Stored items
────────────────────
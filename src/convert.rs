// src/convert.rs

//! Artifact to target-format conversion
//!
//! Takes one [`ArtifactDescriptor`], retrieves its content, inspects the
//! declared metadata, and repackages the payload into the target layout:
//! a staged directory holding `pkg/` (payload files) and
//! `info/manifest.json`. The repository writer later archives the staged
//! tree into the durable repository.
//!
//! The converter is a pure transformation apart from its private staging
//! area: it never consults or touches the repository index.

use crate::artifact::{ArtifactDescriptor, ArtifactKind};
use crate::error::{Error, Result};
use crate::fetch::Fetcher;
use crate::hash::{sha256_hex, verify_sha256};
use crate::metadata::{ArtifactContents, read_artifact};
use crate::requirement::Requirement;
use crate::version::Version;
use serde::{Deserialize, Serialize};
use std::fmt;
use std::path::Path;
use std::sync::Arc;
use tempfile::TempDir;
use tracing::{debug, warn};

/// Manifest schema version written into `info/manifest.json`
pub const MANIFEST_SCHEMA: u32 = 1;

/// The (name, version, build) tuple uniquely identifying a converted
/// package within a repository
#[derive(Debug, Clone, PartialEq, Eq, Hash, Serialize, Deserialize)]
pub struct PackageIdentity {
    pub name: String,
    pub version: Version,
    pub build: String,
}

impl PackageIdentity {
    /// Canonical `name-version-build` key used for index entries and
    /// archive filenames
    pub fn key(&self) -> String {
        format!("{}-{}-{}", self.name, self.version, self.build)
    }
}

impl fmt::Display for PackageIdentity {
    fn fmt(&self, f: &mut fmt::Formatter<'_>) -> fmt::Result {
        write!(f, "{}", self.key())
    }
}

/// One payload file recorded in a package manifest
#[derive(Debug, Clone, Serialize, Deserialize)]
pub struct ManifestFile {
    pub path: String,
    pub size: u64,
    pub sha256: String,
    pub mode: u32,
}

/// Machine-readable package manifest (`info/manifest.json`)
///
/// Stable and independently parseable: an installer consumes this without
/// invoking the conversion engine.
#[derive(Debug, Clone, Serialize, Deserialize)]
pub struct PackageManifest {
    pub schema: u32,
    pub name: String,
    pub version: Version,
    pub build: String,
    pub depends: Vec<String>,
    pub files: Vec<ManifestFile>,
}

/// A converted package staged for writing
///
/// Owned exclusively by the conversion tree until handed to the repository
/// writer; the staging directory is removed when this value drops.
#[derive(Debug)]
pub struct ConvertedPackage {
    pub identity: PackageIdentity,
    /// Dependency requirements declared by the artifact, with requested
    /// extras already resolved in
    pub depends: Vec<Requirement>,
    pub manifest: PackageManifest,
    staging: TempDir,
}

impl ConvertedPackage {
    /// Root of the staged tree (`pkg/` + `info/manifest.json`)
    pub fn staged_root(&self) -> &Path {
        self.staging.path()
    }
}

/// Converts source artifacts into the target package format
pub struct Converter {
    fetcher: Arc<dyn Fetcher>,
}

impl Converter {
    /// Create a converter retrieving content through the given fetcher
    pub fn new(fetcher: Arc<dyn Fetcher>) -> Self {
        Self { fetcher }
    }

    /// Convert one artifact, resolving the originating requirement's extras
    /// into additional dependency requirements
    pub fn convert(
        &self,
        descriptor: &ArtifactDescriptor,
        requested_extras: &[String],
    ) -> Result<ConvertedPackage> {
        let bytes = self.fetcher.fetch(&descriptor.locator)?;

        if let Some(expected) = &descriptor.sha256 {
            verify_sha256(&bytes, expected).map_err(|e| {
                Error::Retrieval(format!("checksum failure for {}: {e}", descriptor.locator))
            })?;
        }

        let contents = read_artifact(&bytes)?;

        // Exhaustive over artifact kind: wheels repackage directly, sdists
        // only when their metadata declares no build step.
        match descriptor.kind {
            ArtifactKind::Wheel => {}
            ArtifactKind::Sdist => {
                if !contents.metadata.installs_by_copy() {
                    return Err(Error::UnsupportedArtifact(format!(
                        "{}-{} is a source distribution requiring build backend '{}'",
                        contents.metadata.name,
                        contents.metadata.version,
                        contents.metadata.build_backend.as_deref().unwrap_or("?")
                    )));
                }
            }
        }

        // Declared metadata is authoritative over the index's spelling
        let name = contents.metadata.normalized_name();
        let version = contents.metadata.parsed_version()?;
        if name != descriptor.name || version != descriptor.version {
            warn!(
                "Index listed {}-{} but artifact declares {}-{}, trusting the artifact",
                descriptor.name, descriptor.version, name, version
            );
        }

        // Build string is deterministic for identical input content, so
        // reconverting the same artifact yields the same identity.
        let fingerprint = sha256_hex(&bytes);
        let build = format!("h{}_0", &fingerprint[..7]);
        let identity = PackageIdentity {
            name,
            version,
            build,
        };

        let depends = contents.metadata.requirements_for(requested_extras)?;

        let package = self.stage(&identity, &depends, &contents)?;
        debug!(
            "Converted {} ({} files, {} dependencies)",
            identity,
            contents.files.len(),
            depends.len()
        );

        Ok(package)
    }

    /// Write the repackaged payload and manifest into a fresh staging area
    fn stage(
        &self,
        identity: &PackageIdentity,
        depends: &[Requirement],
        contents: &ArtifactContents,
    ) -> Result<ConvertedPackage> {
        let staging = TempDir::new()
            .map_err(|e| Error::Io(format!("cannot create staging area: {e}")))?;
        let pkg_dir = staging.path().join("pkg");
        let info_dir = staging.path().join("info");
        std::fs::create_dir_all(&pkg_dir)?;
        std::fs::create_dir_all(&info_dir)?;

        let mut manifest_files = Vec::with_capacity(contents.files.len());
        for file in &contents.files {
            // Payload paths are archive-relative; refuse anything escaping
            // the package root.
            let rel = Path::new(&file.path);
            if rel.is_absolute() || rel.components().any(|c| c.as_os_str() == "..") {
                return Err(Error::UnsupportedArtifact(format!(
                    "artifact path escapes package root: {}",
                    file.path
                )));
            }

            let dest = pkg_dir.join(rel);
            if let Some(parent) = dest.parent() {
                std::fs::create_dir_all(parent)?;
            }
            std::fs::write(&dest, &file.content)?;
            #[cfg(unix)]
            {
                use std::os::unix::fs::PermissionsExt;
                std::fs::set_permissions(&dest, std::fs::Permissions::from_mode(file.mode))?;
            }

            manifest_files.push(ManifestFile {
                path: file.path.clone(),
                size: file.content.len() as u64,
                sha256: sha256_hex(&file.content),
                mode: file.mode,
            });
        }

        let manifest = PackageManifest {
            schema: MANIFEST_SCHEMA,
            name: identity.name.clone(),
            version: identity.version.clone(),
            build: identity.build.clone(),
            depends: depends.iter().map(ToString::to_string).collect(),
            files: manifest_files,
        };

        let manifest_json = serde_json::to_vec_pretty(&manifest)?;
        std::fs::write(info_dir.join("manifest.json"), manifest_json)?;

        Ok(ConvertedPackage {
            identity: identity.clone(),
            depends: depends.to_vec(),
            manifest,
            staging,
        })
    }
}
────────────────────
Exercise
Exact copies of all the entries above are required.

Written answer
filename src/convert.rs
// src/convert.rs

//! Artifact to target-format conversion
//!
//! Takes one [`ArtifactDescriptor`], retrieves its content, inspects the
//! declared metadata, and repackages the payload into the target layout:
//! a staged directory holding `pkg/` (payload files) and
//! `info/manifest.json`. The repository writer later archives the staged
//! tree into the durable repository.
//!
//! The converter is a pure transformation apart from its private staging
//! area: it never consults or touches the repository index.

use crate::artifact::{ArtifactDescriptor, ArtifactKind};
use crate::error::{Error, Result};
use crate::fetch::Fetcher;
use crate::hash::{sha256_hex, verify_sha256};
use crate::metadata::{ArtifactContents, read_artifact};
use crate::requirement::Requirement;
use crate::version::Version;
use serde::{Deserialize, Serialize};
use std::fmt;
use std::path::Path;
use std::sync::Arc;
use tempfile::TempDir;
use tracing::{debug, warn};

/// Manifest schema version written into `info/manifest.json`
pub const MANIFEST_SCHEMA: u32 = 1;

/// The (name, version, build) tuple uniquely identifying a converted
/// package within a repository
#[derive(Debug, Clone, PartialEq, Eq, Hash, Serialize, Deserialize)]
pub struct PackageIdentity {
    pub name: String,
    pub version: Version,
    pub build: String,
}

impl PackageIdentity {
    /// Canonical `name-version-build` key used for index entries and
    /// archive filenames
    pub fn key(&self) -> String {
        format!("{}-{}-{}", self.name, self.version, self.build)
    }
}

impl fmt::Display for PackageIdentity {
    fn fmt(&self, f: &mut fmt::Formatter<'_>) -> fmt::Result {
        write!(f, "{}", self.key())
    }
}

/// One payload file recorded in a package manifest
#[derive(Debug, Clone, Serialize, Deserialize)]
pub struct ManifestFile {
    pub path: String,
    pub size: u64,
    pub sha256: String,
    pub mode: u32,
}

/// Machine-readable package manifest (`info/manifest.json`)
///
/// Stable and independently parseable: an installer consumes this without
/// invoking the conversion engine.
#[derive(Debug, Clone, Serialize, Deserialize)]
pub struct PackageManifest {
    pub schema: u32,
    pub name: String,
    pub version: Version,
    pub build: String,
    pub depends: Vec<String>,
    pub files: Vec<ManifestFile>,
}

/// A converted package staged for writing
///
/// Owned exclusively by the conversion tree until handed to the repository
/// writer; the staging directory is removed when this value drops.
#[derive(Debug)]
pub struct ConvertedPackage {
    pub identity: PackageIdentity,
    /// Dependency requirements declared by the artifact, with requested
    /// extras already resolved in
    pub depends: Vec<Requirement>,
    pub manifest: PackageManifest,
    staging: TempDir,
}

impl ConvertedPackage {
    /// Root of the staged tree (`pkg/` + `info/manifest.json`)
    pub fn staged_root(&self) -> &Path {
        self.staging.path()
    }
}

/// Converts source artifacts into the target package format
pub struct Converter {
    fetcher: Arc<dyn Fetcher>,
}

impl Converter {
    /// Create a converter retrieving content through the given fetcher
    pub fn new(fetcher: Arc<dyn Fetcher>) -> Self {
        Self { fetcher }
    }

    /// Convert one artifact, resolving the originating requirement's extras
    /// into additional dependency requirements
    pub fn convert(
        &self,
        descriptor: &ArtifactDescriptor,
        requested_extras: &[String],
    ) -> Result<ConvertedPackage> {
        let bytes = self.fetcher.fetch(&descriptor.locator)?;

        if let Some(expected) = &descriptor.sha256 {
            verify_sha256(&bytes, expected).map_err(|e| {
                Error::Retrieval(format!("checksum failure for {}: {e}", descriptor.locator))
            })?;
        }

        let contents = read_artifact(&bytes)?;

        // Exhaustive over artifact kind: wheels repackage directly, sdists
        // only when their metadata declares no build step.
        match descriptor.kind {
            ArtifactKind::Wheel => {}
            ArtifactKind::Sdist => {
                if !contents.metadata.installs_by_copy() {
                    return Err(Error::UnsupportedArtifact(format!(
                        "{}-{} is a source distribution requiring build backend '{}'",
                        contents.metadata.name,
                        contents.metadata.version,
                        contents.metadata.build_backend.as_deref().unwrap_or("?")
                    )));
                }
            }
        }

        // Declared metadata is authoritative over the index's spelling
        let name = contents.metadata.normalized_name();
        let version = contents.metadata.parsed_version()?;
        if name != descriptor.name || version != descriptor.version {
            warn!(
                "Index listed {}-{} but artifact declares {}-{}, trusting the artifact",
                descriptor.name, descriptor.version, name, version
            );
        }

        // Build string is deterministic for identical input content, so
        // reconverting the same artifact yields the same identity.
        let fingerprint = sha256_hex(&bytes);
        let build = format!("h{}_0", &fingerprint[..7]);
        let identity = PackageIdentity {
            name,
            version,
            build,
        };

        let depends = contents.metadata.requirements_for(requested_extras)?;

        let package = self.stage(&identity, &depends, &contents)?;
        debug!(
            "Converted {} ({} files, {} dependencies)",
            identity,
            contents.files.len(),
            depends.len()
        );

        Ok(package)
    }

    /// Write the repackaged payload and manifest into a fresh staging area
    fn stage(
        &self,
        identity: &PackageIdentity,
        depends: &[Requirement],
        contents: &ArtifactContents,
    ) -> Result<ConvertedPackage> {
        let staging = TempDir::new()
            .map_err(|e| Error::Io(format!("cannot create staging area: {e}")))?;
        let pkg_dir = staging.path().join("pkg");
        let info_dir = staging.path().join("info");
        std::fs::create_dir_all(&pkg_dir)?;
        std::fs::create_dir_all(&info_dir)?;

        let mut manifest_files = Vec::with_capacity(contents.files.len());
        for file in &contents.files {
            // Payload paths are archive-relative; refuse anything escaping
            // the package root.
            let rel = Path::new(&file.path);
            if rel.is_absolute() || rel.components().any(|c| c.as_os_str() == "..") {
                return Err(Error::UnsupportedArtifact(format!(
                    "artifact path escapes package root: {}",
                    file.path
                )));
            }

            let dest = pkg_dir.join(rel);
            if let Some(parent) = dest.parent() {
                std::fs::create_dir_all(parent)?;
            }
            std::fs::write(&dest, &file.content)?;
            #[cfg(unix)]
            {
                use std::os::unix::fs::PermissionsExt;
                std::fs::set_permissions(&dest, std::fs::Permissions::from_mode(file.mode))?;
            }

            manifest_files.push(ManifestFile {
                path: file.path.clone(),
                size: file.content.len() as u64,
                sha256: sha256_hex(&file.content),
                mode: file.mode,
            });
        }

        let manifest = PackageManifest {
            schema: MANIFEST_SCHEMA,
            name: identity.name.clone(),
            version: identity.version.clone(),
            build: identity.build.clone(),
            depends: depends.iter().map(ToString::to_string).collect(),
            files: manifest_files,
        };

        let manifest_json = serde_json::to_vec_pretty(&manifest)?;
        std::fs::write(info_dir.join("manifest.json"), manifest_json)?;

        Ok(ConvertedPackage {
            identity: identity.clone(),
            depends: depends.to_vec(),
            manifest,
            staging,
        })
    }
}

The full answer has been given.